Thirty years after dancing around Venice dressed in a wedding dress with only a lion for company, Madonna is still making the headlines. For proof, you only need to look at Rebel Heart’s rather bumpy journey into the world: unfinished demos were leaked onto the internet last year, which Madonna rather unwisely compared to both rape and terrorism.
Then there was the fuss over the album’s artwork and its resultant internet memes, which spawned accusations of racism and cultural appropriation. And, finally, La Madge provided this year’s BRIT Awards with its sole moment of interest as she fell down a flight of stairs – and not in the cool way that St Vincent does in her live performances.

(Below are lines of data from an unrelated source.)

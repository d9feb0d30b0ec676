use super::*;

#[derive(Debug, Deserialize)]
pub(crate) struct Post {
  #[serde(default, deserialize_with = "deserialize_author")]
  pub(crate) author: Option<String>,
  pub(crate) created_utc: f64,
  pub(crate) id: String,
  #[serde(default)]
  pub(crate) num_comments: u64,
  #[serde(default)]
  pub(crate) score: i64,
  #[serde(default, deserialize_with = "deserialize_text")]
  pub(crate) selftext: String,
  pub(crate) subreddit: String,
  #[serde(deserialize_with = "deserialize_text")]
  pub(crate) title: String,
  #[serde(default, deserialize_with = "deserialize_text")]
  pub(crate) url: String,
}

impl Post {
  /// Type-prefixed id, the form comments use for `link_id` and `parent_id`.
  pub(crate) fn fullname(&self) -> String {
    format!("t3_{}", self.id)
  }
}
use super::*;

#[derive(Debug, Parser)]
#[command(
  version,
  about = "Dump the newest posts of a subreddit and their top-level comments to CSV"
)]
pub(crate) struct Arguments {
  #[arg(long, env = "REDDIT_CLIENT_ID", hide_env_values = true)]
  client_id: String,
  #[arg(long, env = "REDDIT_CLIENT_SECRET", hide_env_values = true)]
  client_secret: String,
  #[arg(long, env = "HARVEST_COMMENTS_OUTPUT")]
  comments_output: Option<PathBuf>,
  /// Submissions loaded at the same time
  #[arg(long, env = "HARVEST_CONCURRENCY", default_value_t = NonZeroUsize::MIN)]
  concurrency: NonZeroUsize,
  /// Maximum number of posts to list
  #[arg(long, env = "HARVEST_LIMIT", default_value_t = 60)]
  limit: usize,
  #[arg(long, env = "HARVEST_POSTS_OUTPUT")]
  posts_output: Option<PathBuf>,
  #[arg(long, env = "HARVEST_SUBREDDIT", default_value = "travel")]
  subreddit: String,
  #[arg(long, env = "REDDIT_USER_AGENT", default_value = USER_AGENT)]
  user_agent: String,
}

impl Arguments {
  pub(crate) fn comments_output(&self) -> PathBuf {
    self.comments_output.clone().unwrap_or_else(|| {
      PathBuf::from(format!("comments_{}.csv", self.subreddit()))
    })
  }

  pub(crate) fn credentials(&self) -> Credentials {
    Credentials {
      client_id: self.client_id.clone(),
      client_secret: self.client_secret.clone(),
      user_agent: self.user_agent.clone(),
    }
  }

  pub(crate) fn posts_output(&self) -> PathBuf {
    self.posts_output.clone().unwrap_or_else(|| {
      PathBuf::from(format!("posts_{}.csv", self.subreddit()))
    })
  }

  pub(crate) async fn run(self) -> Result {
    let client =
      Client::authenticate(&self.credentials(), &Endpoints::default())
        .await
        .context("could not authenticate with reddit")?;

    info!(user_agent = %self.user_agent, "authenticated");

    let harvest =
      Harvest::collect(&client, self.subreddit(), self.limit, self.concurrency)
        .await?;

    harvest.write(&self.posts_output(), &self.comments_output())
  }

  /// Subreddit name without any `r/` prefix.
  pub(crate) fn subreddit(&self) -> &str {
    let name = self.subreddit.trim().trim_start_matches('/');
    name.strip_prefix("r/").unwrap_or(name)
  }
}
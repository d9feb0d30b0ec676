use super::*;

/// A record written as one CSV line.
///
/// `HEADER` must list the serialized fields in declaration order.
pub(crate) trait Row: Serialize {
  const HEADER: &'static [&'static str];
}

/// Writes `rows` to `path`, replacing whatever was there.
pub(crate) fn write<R: Row>(path: &Path, rows: &[R]) -> Result {
  let file = fs::File::create(path)
    .with_context(|| format!("could not create {}", path.display()))?;

  write_to(file, rows)
    .with_context(|| format!("could not write {}", path.display()))
}

pub(crate) fn write_to<R: Row, W: io::Write>(writer: W, rows: &[R]) -> Result {
  // The header goes out by hand so that an empty table still has one.
  let mut writer = csv::WriterBuilder::new()
    .has_headers(false)
    .from_writer(writer);

  writer.write_record(R::HEADER)?;

  for row in rows {
    writer.serialize(row)?;
  }

  writer.flush()?;

  Ok(())
}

The fact that a woman falling over can provoke world-wide headlines is proof positive of the cultural impact that Madonna still wields on the zeitgeist. And all this is without even mentioning the music contained on Rebel Heart – which is, perhaps, her most impressive achievement considering that she’s not really produced a truly great album since Confessions On A Dance Floor a decade ago.
As it turns out, Madonna’s 13th studio album is her strongest in quite a while, if never quite hitting the heights of her classic material. It is, undoubtedly, one hot mess of a record: it’s far, far too long for one thing, with the ‘deluxe edition’ running to 19 tracks and a whopping 74 minutes, and the songs vary wildly from slightly flat ballads, disco anthems, and some completely bizarre ventures into dancehall and dubstep. Yet, even when Rebel Heart is at its most ludicrous (and, at times, it’s utterly batshit insane), it remains effortlessly, thrillingly inventive.
Rebel Heart is, in effect, two albums in one. In one corner, there’s the conventional songs: the glorious dancefloor filler of Living For Love, which may forever now be associated with That Tumble but which still possess the rare ability to move both the feet and the heart, the gorgeous, atmospheric ballad Ghosttown, and the genuinely moving, autobiographical Joan Of Arc: the latter’s opening lines of “Each time they take a photograph, I lose a part I can’t get back” make it clear who this particular song is aimed at.
If Rebel Heart had been full of decent pop tracks like this, then it would still have been Madonna’s consistent collection in years. Yet what raises it to another level (and which may well put the more casual fan off) is the album’s more experimental side. There are tracks produced by Diplo, a couple of exhilaratingly weird collaborations with Kanye West and an awful lot of self-referential, allusions. There’s even a track called Bitch I’m Madonna, and Veni Vidi Vici rather brilliantly references most of her previous singles in the lyrics. It all becomes so meta, it’s only a surprise not to see a cover version of Robbie Williams‘ She’s Madonna.
The Kanye collaborations work particularly well – Illuminati sees Madonna namechecking Jay-Z, Beyoncé, Obama, Oprah and Steve Jobs over one of West’s more scuzzy, grimy soundscapes, while Holy Water is just hilariously sleazy: lyrics like “Kiss it better, make it wetter” don’t allude to the type of holy water the clergy are familar with, although “Yeezus likes my pussy best” will probably make even the least prudish do a double-take. The surprise refrain of Vogue towards the end just adds to the song’s genius.
At times, there’s a vaguely valedictory feel to Rebel Heart, thanks to the frequent references to her own past: that surprise reprise of Vogue is one of a fair few references to past glories. The aforementioned Veni Vidi Vici (only available on the deluxe edition of the album) reads almost like an autobiography – “I know I walked the borderline….and when I struck a pose, all the gay boys lost their mind…I opened up my heart, I learned the power of good-bye, I saw a ray of light, music saved my life”.
On an album of such length, there are bound to be a few misfires: Bitch I’m Madonna never quite lives up to its fantastic title, and just sounds a bit of a mess, trying to cram in Diplo-produced dancehall rhythms, a dubstep breakdown and the seemingly now obligatory Nicki Minaj guest rap. S.E.X. is a rather tired retread of old ground (you can probably guess what it’s all about), while Iconic, with its Mike Tyson-sampling introduction and lyrics that sound like they’re from a self-help manual (“What you want is just within your reach but you gotta practice what you preach”) falls rather flat.
Yet, for all its flaws, there’s something undeniably addictive about Rebel Heart, and even the songs that don’t work so well are still a million times better than anything gathered on MDNA or Hard Candy. And, for all the jibes about her age or her perceived relevance in 2015, there’s still more energy and invention crammed into this record than someone half her age could produce. For someone so often accused of placing image over substance over the years, that’s quite the achievement.